Когда приходят эти великаны, город принадлежит им. Никто из маленьких людей не смеет и слова вымолвить. Смотришь, как они проплывают по площадям, один за другим — «Эрин», «Инвикта», «Эвинко», «Аполлон II», « Провиданс», — и тебе кажется, будто и ты сейчас уплывешь вдаль. Будто все эти улицы и площади покрыты не асфальтом, а водой и тебя несет по течению в кильватере больших кораблей. И ты плывешь за ними, словно обломок кораблекрушения, подхваченный потоком, и можешь уплыть в любые края. Ведь великаны путешествуют, они плывут на другой конец земли. Ничто их не держит, никакие якоря, они всегда свободны. Одни направляются в Веракрус, другие — в Акапулько. Движутся не спеша, неторопливо переступая огромными ногами. Идут с утра до вечера, а когда спускается ночь, ложатся прямо на землю. Огромное тело занимает целую долину. С восходом солнца великаны снова отправляются в путь, высокие корабельные носы рассекают землю, как воду, пинты толкают их вперед, вздымая облака брызг.
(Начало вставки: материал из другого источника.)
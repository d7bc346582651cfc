//! Raw paletted flats
//!
//! A flat has no header at all: the dimensions are inferred from the byte
//! count. The codec therefore carries the lowest reliability of all image
//! codecs.

use wadforge_core::{Confidence, Error, Result};

use super::{Image, ImageInfo, Palette, PixelFormat};
use crate::traits::{ensure_writable, Detect, ImageCodec};

/// Known flat dimensions, keyed by size in bytes
pub const FLAT_SIZES: &[(usize, u32, u32)] = &[
    (4096, 64, 64),
    (4160, 64, 65),
    (8192, 64, 128),
    (16384, 128, 128),
    (64000, 320, 200),
    (65536, 256, 256),
];

fn dimensions(len: usize) -> Option<(u32, u32)> {
    FLAT_SIZES
        .iter()
        .find(|(size, _, _)| *size == len)
        .map(|&(_, width, height)| (width, height))
}

/// Raw paletted flat (`doom_flat`)
#[derive(Debug, Default, Clone, Copy)]
pub struct FlatCodec;

impl Detect for FlatCodec {
    fn id(&self) -> &str {
        "doom_flat"
    }

    fn reliability(&self) -> u8 {
        5
    }

    fn min_size(&self) -> usize {
        FLAT_SIZES[0].0
    }

    fn test(&self, data: &[u8]) -> Confidence {
        if dimensions(data.len()).is_some() {
            Confidence::Maybe
        } else {
            Confidence::NoMatch
        }
    }
}

impl ImageCodec for FlatCodec {
    fn name(&self) -> &str {
        "Doom flat"
    }

    fn extension(&self) -> &str {
        "lmp"
    }

    fn info(&self, data: &[u8]) -> Result<ImageInfo> {
        let (width, height) = dimensions(data.len())
            .ok_or_else(|| Error::malformed(format!("{} bytes is not a known flat size", data.len())))?;
        Ok(ImageInfo {
            width,
            height,
            format: PixelFormat::Paletted,
            offset_x: 0,
            offset_y: 0,
        })
    }

    fn decode(&self, data: &[u8]) -> Result<Image> {
        let info = self.info(data)?;
        Image::paletted(info.width, info.height, data.to_vec(), None, None)
    }

    fn target_format(&self) -> Option<PixelFormat> {
        Some(PixelFormat::Paletted)
    }

    fn accepts_size(&self, width: u32, height: u32) -> bool {
        FLAT_SIZES.iter().any(|&(_, w, h)| w == width && h == height)
    }

    fn encode(&self, image: &Image, _palette: Option<&Palette>) -> Result<Vec<u8>> {
        ensure_writable(self, image)?;
        if image.mask().is_some_and(|mask| mask.contains(&0)) {
            tracing::debug!("flat has no transparency; masked pixels written as-is");
        }
        Ok(image.pixels().to_vec())
    }
}
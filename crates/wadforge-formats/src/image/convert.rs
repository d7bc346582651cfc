//! Explicit conversions between pixel layouts
//!
//! Codecs never convert on their own; callers ask for a conversion with
//! [`convert`] (usually through `ImageCodec::convert_writable`) and choose how
//! transparency is derived with [`TransparencyMode`].

use std::sync::Arc;

use serde::{Deserialize, Serialize};
use wadforge_core::Result;

use super::{Image, Palette, PixelFormat};

/// How transparency is decided when a conversion must invent it
#[derive(Debug, Clone, Copy, PartialEq, Eq, Serialize, Deserialize)]
#[serde(rename_all = "snake_case")]
pub enum TransparencyMode {
    /// Pixels of exactly this colour become transparent
    ColorKey([u8; 3]),
    /// Pixels with alpha below the threshold become transparent
    AlphaThreshold(u8),
    /// Coverage follows pixel brightness; black is transparent
    Brightness,
}

impl Default for TransparencyMode {
    fn default() -> Self {
        TransparencyMode::AlphaThreshold(128)
    }
}

/// Conversion settings
#[derive(Debug, Clone, Default, Serialize, Deserialize)]
#[serde(default)]
pub struct ConvertOptions {
    /// Palette for paletted output; a greyscale ramp is generated when absent
    #[serde(skip)]
    pub palette: Option<Arc<Palette>>,
    pub transparency: TransparencyMode,
    /// Colour partially transparent pixels are blended over
    pub background: [u8; 3],
}

impl ConvertOptions {
    pub fn with_palette(mut self, palette: Arc<Palette>) -> Self {
        self.palette = Some(palette);
        self
    }

    pub fn with_transparency(mut self, mode: TransparencyMode) -> Self {
        self.transparency = mode;
        self
    }
}

/// Rec. 601 luma
fn brightness(rgb: [u8; 3]) -> u8 {
    let [r, g, b] = rgb.map(u32::from);
    ((r * 299 + g * 587 + b * 114) / 1000) as u8
}

fn blend(rgb: [u8; 3], alpha: u8, background: [u8; 3]) -> [u8; 3] {
    let a = u32::from(alpha);
    let mut out = [0u8; 3];
    for i in 0..3 {
        out[i] = ((u32::from(rgb[i]) * a + u32::from(background[i]) * (255 - a)) / 255) as u8;
    }
    out
}

/// RGBA bytes of any image, using `fallback` when a paletted image has none
fn expand_rgba(image: &Image, fallback: Option<&Arc<Palette>>) -> Vec<u8> {
    match image.format() {
        PixelFormat::Rgba => image.pixels().to_vec(),
        PixelFormat::AlphaMap => image.pixels().iter().flat_map(|&a| [a, a, a, 255]).collect(),
        PixelFormat::Paletted => {
            let generated;
            let palette = match image.palette().or(fallback) {
                Some(palette) => palette.as_ref(),
                None => {
                    generated = Palette::greyscale();
                    &generated
                }
            };
            image
                .pixels()
                .iter()
                .enumerate()
                .flat_map(|(i, &index)| {
                    let [r, g, b, _] = palette.color(index);
                    let alpha = if image.is_opaque(i) { 255 } else { 0 };
                    [r, g, b, alpha]
                })
                .collect()
        }
    }
}

fn is_transparent(pixel: &[u8], mode: TransparencyMode) -> bool {
    let rgb = [pixel[0], pixel[1], pixel[2]];
    match mode {
        TransparencyMode::ColorKey(key) => rgb == key || pixel[3] == 0,
        TransparencyMode::AlphaThreshold(threshold) => pixel[3] < threshold,
        TransparencyMode::Brightness => brightness(rgb) == 0 || pixel[3] == 0,
    }
}

fn to_paletted(image: &Image, options: &ConvertOptions) -> Result<Image> {
    let palette = options.palette.clone().unwrap_or_else(|| Arc::new(Palette::greyscale()));
    let rgba = expand_rgba(image, Some(&palette));

    let count = image.pixel_count();
    let mut pixels = Vec::with_capacity(count);
    let mut mask = Vec::with_capacity(count);
    for pixel in rgba.chunks_exact(4) {
        if is_transparent(pixel, options.transparency) {
            pixels.push(0);
            mask.push(0);
        } else {
            let rgb = blend([pixel[0], pixel[1], pixel[2]], pixel[3], options.background);
            pixels.push(palette.nearest(rgb));
            mask.push(255);
        }
    }
    let mask = mask.iter().any(|&m| m == 0).then_some(mask);

    let out = Image::paletted(image.width(), image.height(), pixels, mask, Some(palette))?;
    Ok(out.with_offsets(image.offset_x, image.offset_y))
}

fn to_alpha_map(image: &Image, options: &ConvertOptions) -> Result<Image> {
    let rgba = expand_rgba(image, options.palette.as_ref());
    let coverage = rgba
        .chunks_exact(4)
        .map(|p| match options.transparency {
            TransparencyMode::Brightness => brightness([p[0], p[1], p[2]]),
            _ => p[3],
        })
        .collect();
    let out = Image::alpha_map(image.width(), image.height(), coverage)?;
    Ok(out.with_offsets(image.offset_x, image.offset_y))
}

fn to_rgba(image: &Image, options: &ConvertOptions) -> Result<Image> {
    let out = Image::rgba(image.width(), image.height(), expand_rgba(image, options.palette.as_ref()))?;
    Ok(out.with_offsets(image.offset_x, image.offset_y))
}

/// Convert `image` to `target`, keeping dimensions and offsets
pub fn convert(image: &Image, target: PixelFormat, options: &ConvertOptions) -> Result<Image> {
    tracing::trace!(from = %image.format(), to = %target, "converting image");
    if image.format() == target {
        return Ok(image.clone());
    }
    match target {
        PixelFormat::Rgba => to_rgba(image, options),
        PixelFormat::Paletted => to_paletted(image, options),
        PixelFormat::AlphaMap => to_alpha_map(image, options),
    }
}
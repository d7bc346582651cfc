//! DirectDraw Surface
//!
//! The header is parsed for every variant so `info` always works; pixel
//! decoding covers uncompressed 32-bit masked RGB(A). Block-compressed
//! surfaces are recognised and reported as unsupported.

use wadforge_core::buffer::{range_checked, read};
use wadforge_core::{Confidence, Error, Result};

use super::{Image, ImageInfo, PixelFormat};
use crate::traits::{Detect, ImageCodec};

const MAGIC: &[u8; 4] = b"DDS ";
const HEADER_SIZE: u32 = 124;
const DATA_OFFSET: usize = 4 + HEADER_SIZE as usize;
/// Pixel format block within the file (after the magic)
const PIXEL_FORMAT_AT: usize = 4 + 72;

/// Pixel format flags
pub mod pf_flags {
    pub const ALPHAPIXELS: u32 = 0x1;
    pub const FOURCC: u32 = 0x4;
    pub const RGB: u32 = 0x40;
}

/// Surface encodings worth telling apart
#[derive(Debug, Clone, Copy, PartialEq, Eq)]
enum SurfaceFormat {
    /// 32 bits per pixel with channel masks `[r, g, b, a]`
    Masked32([u32; 4]),
    /// Uncompressed at another depth
    Uncompressed(u32),
    Bc1,
    Bc2,
    Bc3,
    Bc4,
    Bc5,
    /// DX10 extended header
    Dx10,
    FourCc([u8; 4]),
}

impl SurfaceFormat {
    fn from_fourcc(fourcc: [u8; 4]) -> Self {
        match &fourcc {
            b"DXT1" => Self::Bc1,
            b"DXT2" | b"DXT3" => Self::Bc2,
            b"DXT4" | b"DXT5" => Self::Bc3,
            b"ATI1" | b"BC4U" => Self::Bc4,
            b"ATI2" | b"BC5U" => Self::Bc5,
            b"DX10" => Self::Dx10,
            _ => Self::FourCc(fourcc),
        }
    }

    fn describe(&self) -> String {
        match self {
            Self::Masked32(_) => "32-bit RGB".to_string(),
            Self::Uncompressed(bits) => format!("{bits}-bit uncompressed"),
            Self::Bc1 => "BC1/DXT1".to_string(),
            Self::Bc2 => "BC2/DXT3".to_string(),
            Self::Bc3 => "BC3/DXT5".to_string(),
            Self::Bc4 => "BC4".to_string(),
            Self::Bc5 => "BC5".to_string(),
            Self::Dx10 => "DX10 extended".to_string(),
            Self::FourCc(code) => format!("FourCC {}", String::from_utf8_lossy(code)),
        }
    }
}

#[derive(Debug, Clone, Copy)]
struct DdsHeader {
    width: u32,
    height: u32,
    pitch: u32,
    format: SurfaceFormat,
}

impl DdsHeader {
    fn parse(data: &[u8]) -> Result<Self> {
        if data.len() < DATA_OFFSET {
            return Err(Error::truncated(0, DATA_OFFSET, data.len()));
        }
        if !read::magic_at(data, 0, MAGIC) {
            return Err(Error::malformed("not a DDS: missing magic"));
        }
        let field = |at: usize| read::u32_le(data, at).unwrap_or(0);

        let size = field(4);
        if size != HEADER_SIZE {
            return Err(Error::malformed(format!(
                "invalid DDS header size: expected {HEADER_SIZE}, got {size}"
            )));
        }

        let pf = PIXEL_FORMAT_AT;
        let flags = field(pf + 4);
        let format = if flags & pf_flags::FOURCC != 0 {
            let code = read::bytes(data, pf + 8, 4).unwrap_or(&[0; 4]);
            SurfaceFormat::from_fourcc([code[0], code[1], code[2], code[3]])
        } else {
            let bits = field(pf + 12);
            let alpha_mask = if flags & pf_flags::ALPHAPIXELS != 0 { field(pf + 28) } else { 0 };
            if bits == 32 && flags & pf_flags::RGB != 0 {
                SurfaceFormat::Masked32([field(pf + 16), field(pf + 20), field(pf + 24), alpha_mask])
            } else {
                SurfaceFormat::Uncompressed(bits)
            }
        };

        Ok(Self {
            height: field(12),
            width: field(16),
            pitch: field(20),
            format,
        })
    }
}

/// Pull one channel out of a packed pixel, scaled to 8 bits
fn channel(pixel: u32, mask: u32) -> u8 {
    if mask == 0 {
        return 0;
    }
    let value = (pixel & mask) >> mask.trailing_zeros();
    let max = mask >> mask.trailing_zeros();
    if max == 0xFF {
        value as u8
    } else {
        (u64::from(value) * 255 / u64::from(max)) as u8
    }
}

/// DirectDraw Surface (`dds`)
#[derive(Debug, Default, Clone, Copy)]
pub struct DdsCodec;

impl Detect for DdsCodec {
    fn id(&self) -> &str {
        "dds"
    }

    fn reliability(&self) -> u8 {
        u8::MAX
    }

    fn min_size(&self) -> usize {
        DATA_OFFSET
    }

    fn test(&self, data: &[u8]) -> Confidence {
        if data.len() < DATA_OFFSET || !read::magic_at(data, 0, MAGIC) {
            return Confidence::NoMatch;
        }
        match DdsHeader::parse(data) {
            Ok(_) => Confidence::Certain,
            Err(_) => Confidence::Unlikely,
        }
    }
}

impl ImageCodec for DdsCodec {
    fn name(&self) -> &str {
        "DirectDraw Surface"
    }

    fn extension(&self) -> &str {
        "dds"
    }

    fn info(&self, data: &[u8]) -> Result<ImageInfo> {
        let header = DdsHeader::parse(data)?;
        Ok(ImageInfo {
            width: header.width,
            height: header.height,
            format: PixelFormat::Rgba,
            offset_x: 0,
            offset_y: 0,
        })
    }

    fn decode(&self, data: &[u8]) -> Result<Image> {
        let header = DdsHeader::parse(data)?;
        let SurfaceFormat::Masked32(masks) = header.format else {
            return Err(Error::unsupported(format!("DDS surface {}", header.format.describe())));
        };
        let (width, height) = (header.width as usize, header.height as usize);
        if width == 0 || height == 0 {
            return Err(Error::malformed("DDS with zero size"));
        }
        let row_len = width * 4;
        let pitch = if header.pitch as usize >= row_len { header.pitch as usize } else { row_len };
        let needed = pitch
            .checked_mul(height - 1)
            .and_then(|n| n.checked_add(row_len))
            .ok_or_else(|| Error::malformed("DDS surface size overflows"))?;
        let surface = range_checked(data, DATA_OFFSET, needed)?;

        let mut pixels = Vec::with_capacity(row_len * height);
        for y in 0..height {
            for texel in surface[y * pitch..y * pitch + row_len].chunks_exact(4) {
                let packed = u32::from_le_bytes([texel[0], texel[1], texel[2], texel[3]]);
                let alpha = if masks[3] == 0 { 255 } else { channel(packed, masks[3]) };
                pixels.extend_from_slice(&[
                    channel(packed, masks[0]),
                    channel(packed, masks[1]),
                    channel(packed, masks[2]),
                    alpha,
                ]);
            }
        }
        Image::rgba(header.width, header.height, pixels)
    }
}

#[cfg(test)]
mod tests {
    use super::*;

    fn header(width: u32, height: u32, flags: u32, fourcc: &[u8; 4], masks: [u32; 4]) -> Vec<u8> {
        let mut data = Vec::with_capacity(DATA_OFFSET);
        data.extend_from_slice(MAGIC);
        for value in [HEADER_SIZE, 0x1007, height, width, width * 4, 0, 1] {
            data.extend_from_slice(&value.to_le_bytes());
        }
        data.resize(PIXEL_FORMAT_AT, 0);
        data.extend_from_slice(&32u32.to_le_bytes());
        data.extend_from_slice(&flags.to_le_bytes());
        data.extend_from_slice(fourcc);
        data.extend_from_slice(&32u32.to_le_bytes());
        for mask in masks {
            data.extend_from_slice(&mask.to_le_bytes());
        }
        data.resize(DATA_OFFSET, 0);
        data
    }

    const BGRA: [u32; 4] = [0x00FF_0000, 0x0000_FF00, 0x0000_00FF, 0xFF00_0000];

    #[test]
    fn test_decode_bgra() {
        let mut data = header(2, 1, pf_flags::RGB | pf_flags::ALPHAPIXELS, &[0; 4], BGRA);
        data.extend_from_slice(&[1, 2, 3, 4, 10, 20, 30, 40]);
        assert_eq!(DdsCodec.test(&data), Confidence::Certain);
        let image = DdsCodec.decode(&data).unwrap();
        assert_eq!(image.pixels(), &[3, 2, 1, 4, 30, 20, 10, 40]);
    }

    #[test]
    fn test_no_alpha_mask_is_opaque() {
        let mut data = header(1, 1, pf_flags::RGB, &[0; 4], [0xFF, 0xFF00, 0xFF_0000, 0]);
        data.extend_from_slice(&[7, 8, 9, 0]);
        assert_eq!(DdsCodec.decode(&data).unwrap().pixels(), &[7, 8, 9, 255]);
    }

    #[test]
    fn test_channel_scaling() {
        assert_eq!(channel(0b11111, 0b11111), 255);
        assert_eq!(channel(0, 0b11111), 0);
        assert_eq!(channel(0xAB00, 0xFF00), 0xAB);
        assert_eq!(channel(0x1234, 0), 0);
    }

    #[test]
    fn test_block_compressed_unsupported() {
        let mut data = header(4, 4, pf_flags::FOURCC, b"DXT5", [0; 4]);
        data.extend_from_slice(&[0; 16]);
        let info = DdsCodec.info(&data).unwrap();
        assert_eq!((info.width, info.height), (4, 4));
        let err = DdsCodec.decode(&data).unwrap_err();
        assert!(matches!(err, Error::UnsupportedVariant { .. }));
        assert!(err.to_string().contains("BC3"));
    }

    #[test]
    fn test_truncated_surface() {
        let mut data = header(4, 4, pf_flags::RGB, &[0; 4], BGRA);
        data.extend_from_slice(&[0; 20]);
        assert!(DdsCodec.decode(&data).unwrap_err().is_parse_error());
    }

    #[test]
    fn test_detection() {
        let mut data = header(1, 1, pf_flags::RGB, &[0; 4], BGRA);
        assert_eq!(DdsCodec.test(&data), Confidence::Certain);
        data[4] = 100;
        assert_eq!(DdsCodec.test(&data), Confidence::Unlikely);
        assert_eq!(DdsCodec.test(b"DDS "), Confidence::NoMatch);
    }
}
А случается, великаны замирают. Стоят неподвижно посреди асфальтовых площадей. Это самые спокойные из [86] великанов, те, что не любят ходить. Они высокие, просто высоченные, и усеяны множеством окошек. Ты идешь мимо них по улицам, по площадям, идешь, задрав голову, смотришь вверх, пытаешься разглядеть их лица. Но эти гиганты тоже молчат, никогда не переговариваются. Стоят, широко расставив ноги, и смотрят вдаль — на юг.
Они не пошевелятся, даже если ты войдешь внутрь, И ты входишь через отверстие в ноге и поднимаешься наверх на лифте. Идешь по внутренним коридорам и слышишь множество шумов. Стучит сердце, булькает вода в горле, и в пищеводе поют кузнечные мехи — легкие. Внутри жарко, густой воздух давит на барабанные перепонки. Вода, журча, стекает в желудок, бежит по кишкам и мочеточникам, как по трубопроводу. Они живут, но не двигаются. Живут, как камни, их ноги вросли в землю. Сердце бьется медленно- медленно, глухой удар отзывается эхом во всех коридорах. Они знают, как прожить гораздо дольше, чем живут маленькие люди. Может быть, весь секрет именно в том, что они неподвижны. У них белая кожа, сухая и холодная. Стоят, подставив лица ветру и дождю, и ничего не чувствуют. Рук у них нет, а ноги короткие, толстые, устойчивые.
Они просто спят стоя, вот в чем дело. Спят месяцы, годы или даже века. Может быть, однажды они проснутся и не спеша двинутся к морю. Земля задрожит под их ногами, многие сразу провалятся в трещины или увязнут в болотах. Некоторые уцепятся за лианы, другие вскарабкаются на горы. Но пока великаны стоят неподвижно, а маленькие мужчины и женщины живут у них внутри.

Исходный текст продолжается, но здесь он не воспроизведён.